Riana pasrah dibawah pergi, tubuhnya di dorong saat tengah berada di lift. Saat pintu Lift bawah terbuka... tubuhnya langsung kotor dan membusuk, semua karyawan Brian melemparkan telor busuk, dan juga tepung terigu yang di hinggapi kutu kepadanya.

Riana hanya menangis menerima semua orang pemperlakukan ia seperti itu. Mereka membully dan juga menindasnya.
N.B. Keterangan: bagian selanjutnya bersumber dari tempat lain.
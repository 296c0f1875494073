//! Broadcast Turn
//!
//! A turn is one logical propagation pass, started by an outermost
//! [`SignalBus::broadcast`](super::SignalBus::broadcast). It carries the
//! broadcasting stack explicitly: peers that react to a delivery broadcast
//! their derived changes through the turn they were handed, which nests the
//! new broadcast inside the current one.
//!
//! Only the outermost entry point settles. Nested broadcasts made through a
//! turn route and commit but never run the settle pass, so a chain of any
//! length settles exactly once.

use futures_util::future::BoxFuture;
use smallvec::SmallVec;

use super::signal::{Batch, PeerId};
use super::signal_bus::{BroadcastOutcome, SignalBus};

/// The broadcasting stack for one turn.
pub struct BroadcastTurn<'a> {
    bus: &'a SignalBus,
    stack: SmallVec<[PeerId; 4]>,
}

impl<'a> BroadcastTurn<'a> {
    pub(crate) fn new(bus: &'a SignalBus) -> Self {
        Self {
            bus,
            stack: SmallVec::new(),
        }
    }

    /// The bus this turn runs on.
    pub fn bus(&self) -> &'a SignalBus {
        self.bus
    }

    /// Number of broadcasts currently in flight in this turn.
    pub fn depth(&self) -> usize {
        self.stack.len()
    }

    /// Origins of the in-flight broadcasts, outermost first.
    pub fn origins(&self) -> &[PeerId] {
        &self.stack
    }

    /// Whether `origin` already has a broadcast in flight in this turn.
    pub fn is_broadcasting(&self, origin: &PeerId) -> bool {
        self.stack.contains(origin)
    }

    /// Broadcast a derived change, nested inside the current turn.
    pub fn broadcast(&mut self, origin: impl Into<PeerId>, batch: Batch) -> BoxFuture<'_, BroadcastOutcome> {
        let origin = origin.into();
        Box::pin(async move {
            let bus = self.bus;
            bus.route(self, origin, batch).await
        })
    }

    pub(crate) fn push(&mut self, origin: PeerId) {
        self.stack.push(origin);
    }

    pub(crate) fn pop(&mut self) {
        self.stack.pop();
    }
}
Bukan itu saja yang mereka lakukan terhadapnya, mereka juga mendorongnya keluar di pintu utama sampai tubuhnya di hujani lagi.

Ia sulit berdiri maupun berjalan sekarang. Tidak ada yang mau mendekatinya atau membantunya, hanya ada tawaan keras yang ia dengar berkicau di telinganya. Riana sekuat tenaga untuk berdiri, ia harus kuat saat ini demi keluarganya.

*
*
*

PRANKKK!

Puspa yang sedang memasukkan pakaian Riana di dalam kamar, tiba-tiba mendengar suara kaca jatuh. Puspa melihat foto anaknya yang tergantung di tembok sudah pecah di lantai. ''Petanda apa lagi ini?' batin Puspa langsung memikirkan Riana yang belum pulang sejak tadi.
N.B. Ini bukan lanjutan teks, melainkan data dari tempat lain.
//! Spec Assembly
//!
//! Turns ordered variables plus loader and table stubs into a [`Spec`].
//!
//! Emission order:
//!
//! 1. External data loaders, so calculations can read them.
//! 2. Tables bound to names no loader or variable defines (pasted or
//!    editable tables). Calculations may read these too.
//! 3. Variables, in the order produced by [`order`](super::order).
//!
//! A name is emitted at most once per namespace (signals, data). Later
//! duplicates are skipped.

use indexmap::{IndexMap, IndexSet};
use serde::{Deserialize, Serialize};
use tracing::debug;

use super::spec::{DataSpec, SignalSpec, Spec};
use super::variable::{Calculation, LoaderKind, VariableDef};

/// An external data loader declared by the document.
#[derive(Debug, Clone, PartialEq, Serialize, Deserialize)]
pub struct DataLoaderStub {
    pub name: String,
    #[serde(flatten)]
    pub kind: LoaderKind,
}

/// A tabular element (table, grid) bound to a named data source.
#[derive(Debug, Clone, PartialEq, Serialize, Deserialize)]
#[serde(rename_all = "camelCase")]
pub struct TabularWidgetStub {
    pub data_source_name: String,
}

#[derive(Default)]
struct SpecBuilder {
    signals: IndexMap<String, SignalSpec>,
    data: IndexMap<String, DataSpec>,
}

impl SpecBuilder {
    fn push_signal(&mut self, signal: SignalSpec) {
        if self.signals.contains_key(&signal.name) {
            debug!(signal = %signal.name, "duplicate signal skipped");
            return;
        }
        self.signals.insert(signal.name.clone(), signal);
    }

    fn push_data(&mut self, data: DataSpec) -> bool {
        if self.data.contains_key(&data.name) {
            debug!(data = %data.name, "duplicate data node skipped");
            return false;
        }
        self.data.insert(data.name.clone(), data);
        true
    }

    /// Emit a data node and its bridge signal.
    fn push_bridged(&mut self, data: DataSpec) {
        let name = data.name.clone();
        if self.push_data(data) {
            self.push_signal(SignalSpec::bridge(&name));
        }
    }

    fn finish(self) -> Spec {
        Spec {
            signals: self.signals.into_values().collect(),
            data: self.data.into_values().collect(),
        }
    }
}

fn loader_node(name: &str, kind: &LoaderKind) -> DataSpec {
    match kind {
        LoaderKind::Static { values } => DataSpec {
            values: Some(values.clone()),
            ..DataSpec::placeholder(name)
        },
        LoaderKind::Dynamic => DataSpec::placeholder(name),
    }
}

/// Assemble a declarative spec from already-ordered variables.
pub fn assemble(
    ordered: &[VariableDef],
    loaders: &[DataLoaderStub],
    tables: &[TabularWidgetStub],
) -> Spec {
    let mut builder = SpecBuilder::default();

    for loader in loaders {
        builder.push_bridged(loader_node(&loader.name, &loader.kind));
    }

    let defined: IndexSet<&str> = loaders
        .iter()
        .map(|loader| loader.name.as_str())
        .chain(ordered.iter().map(|variable| variable.name.as_str()))
        .collect();
    for table in tables {
        if !defined.contains(table.data_source_name.as_str()) {
            builder.push_bridged(DataSpec::placeholder(&table.data_source_name));
        }
    }

    for variable in ordered {
        if let Some(kind) = &variable.loader {
            builder.push_bridged(loader_node(&variable.name, kind));
            continue;
        }

        match &variable.calculation {
            Some(Calculation::Tabular { sources, transforms }) => {
                builder.push_bridged(DataSpec {
                    name: variable.name.clone(),
                    values: None,
                    source: sources.clone(),
                    transform: transforms.clone(),
                });
            }
            Some(Calculation::Scalar { expression }) => builder.push_signal(SignalSpec {
                name: variable.name.clone(),
                value: variable.value.clone(),
                update: Some(expression.clone()),
                is_data: false,
            }),
            None => builder.push_signal(SignalSpec {
                name: variable.name.clone(),
                value: variable.value.clone(),
                update: None,
                is_data: false,
            }),
        }
    }

    builder.finish()
}

#[cfg(test)]
mod tests {
    use super::*;
    use crate::compile::order;
    use serde_json::json;

    #[test]
    fn scalar_expression_is_passed_verbatim() {
        let vars = vec![VariableDef::scalar("total", "price *  qty").with_value(json!(0))];
        let spec = assemble(&vars, &[], &[]);

        let signal = spec.signal("total").unwrap();
        assert_eq!(signal.update.as_deref(), Some("price *  qty"));
        assert_eq!(signal.value, Some(json!(0)));
        assert!(spec.data.is_empty());
    }

    #[test]
    fn tabular_calculation_emits_node_and_bridge() {
        let transforms = vec![json!({"type": "filter", "expr": "datum.v > 1"})];
        let vars = vec![VariableDef::tabular("big", ["raw"], transforms.clone())];
        let loaders = vec![DataLoaderStub {
            name: "raw".to_string(),
            kind: LoaderKind::Static {
                values: vec![json!({"v": 1}), json!({"v": 2})],
            },
        }];
        let spec = assemble(&vars, &loaders, &[]);

        let names: Vec<_> = spec.data.iter().map(|d| d.name.as_str()).collect();
        assert_eq!(names, vec!["raw", "big"]);
        assert_eq!(spec.data_node("raw").unwrap().values.as_ref().unwrap().len(), 2);

        let big = spec.data_node("big").unwrap();
        assert_eq!(big.source, vec!["raw"]);
        assert_eq!(big.transform, transforms);
        assert!(spec.signal("big").unwrap().is_data);
    }

    #[test]
    fn tables_only_add_missing_nodes() {
        let vars = vec![VariableDef::loaded("orders", LoaderKind::Dynamic)];
        let tables = vec![
            TabularWidgetStub {
                data_source_name: "orders".to_string(),
            },
            TabularWidgetStub {
                data_source_name: "pasted".to_string(),
            },
        ];
        let spec = assemble(&vars, &[], &tables);

        let names: Vec<_> = spec.data.iter().map(|d| d.name.as_str()).collect();
        assert_eq!(names, vec!["pasted", "orders"]);
        assert_eq!(spec.signals.len(), 2);
    }

    #[test]
    fn follows_dependency_order() {
        let ordered = order(vec![
            VariableDef::scalar("label", "format(total, ',')"),
            VariableDef::scalar("total", "sum"),
            VariableDef::tabular("rows", ["raw"], vec![]),
        ])
        .unwrap();
        let spec = assemble(&ordered, &[], &[]);

        let names: Vec<_> = spec.signals.iter().map(|s| s.name.as_str()).collect();
        assert_eq!(names, vec!["total", "rows", "label"]);
    }

    #[test]
    fn table_named_like_a_scalar_adds_nothing() {
        let vars = vec![VariableDef::constant("n", json!(1))];
        let tables = vec![TabularWidgetStub {
            data_source_name: "n".to_string(),
        }];
        let spec = assemble(&vars, &[], &tables);

        assert!(spec.data.is_empty());
        assert!(!spec.signal("n").unwrap().is_data);
    }
}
"Bu, ayo kita pergi." ajak Lukky yang sudah selesai mengepak barangnya.

"Tapi adikmu belum pulang."

"Aku sudah beritahukan dirinya untuk menyusul kita nanti. Lagian sebentar lagi pesawat akan segera berangkat." Lukky melihat jam tangannya lagi.

Puspa menghela napas, entah kenapa ia meragukan Lukky saat ini. "Dimana kau akan simpan paspor dan visa itu? Aku hanya takut Riana susah menemukannya."

"Ibu tenang saja, oke!"

Lukky membohongi ibunya dan juga membohongi Riana, dia tidak beritahukan Riana bahwa mereka akan pergi keluar Negri untuk memulai kehidupan baru. Mereka meninggalkan Riana sendirian dan menanggung semua akibatnya.
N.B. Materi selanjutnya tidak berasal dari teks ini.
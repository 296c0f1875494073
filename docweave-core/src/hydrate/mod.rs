//! Hydration
//!
//! Bridges the parsed document and the signal bus. Each element family is
//! handled by a [`Hydrator`] plugin that produces peers; plugins run in an
//! order resolved once from declared constraints.

mod order;
mod render;

pub use order::PluginOrder;
pub use render::{DocumentElement, HydrationContext, Hydrator, RenderCycle};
Entah bagaimana nasib Riana nantinya, dan tahu bahwa Lukky dan ibunya ternyata tidak ada di rumah kawannya. Lukky juga sudah mengganti nomor ponselnya tanpa sepengatahuan Ibunya dan juga Riana. Ia menjual ponsel ibunya dengan alasan untuk menambah ongkos pesawat Riana, padahal bukan itu tujuannya, melainkan agar ibunya putus hubungan dengan Riana selama-lamanya.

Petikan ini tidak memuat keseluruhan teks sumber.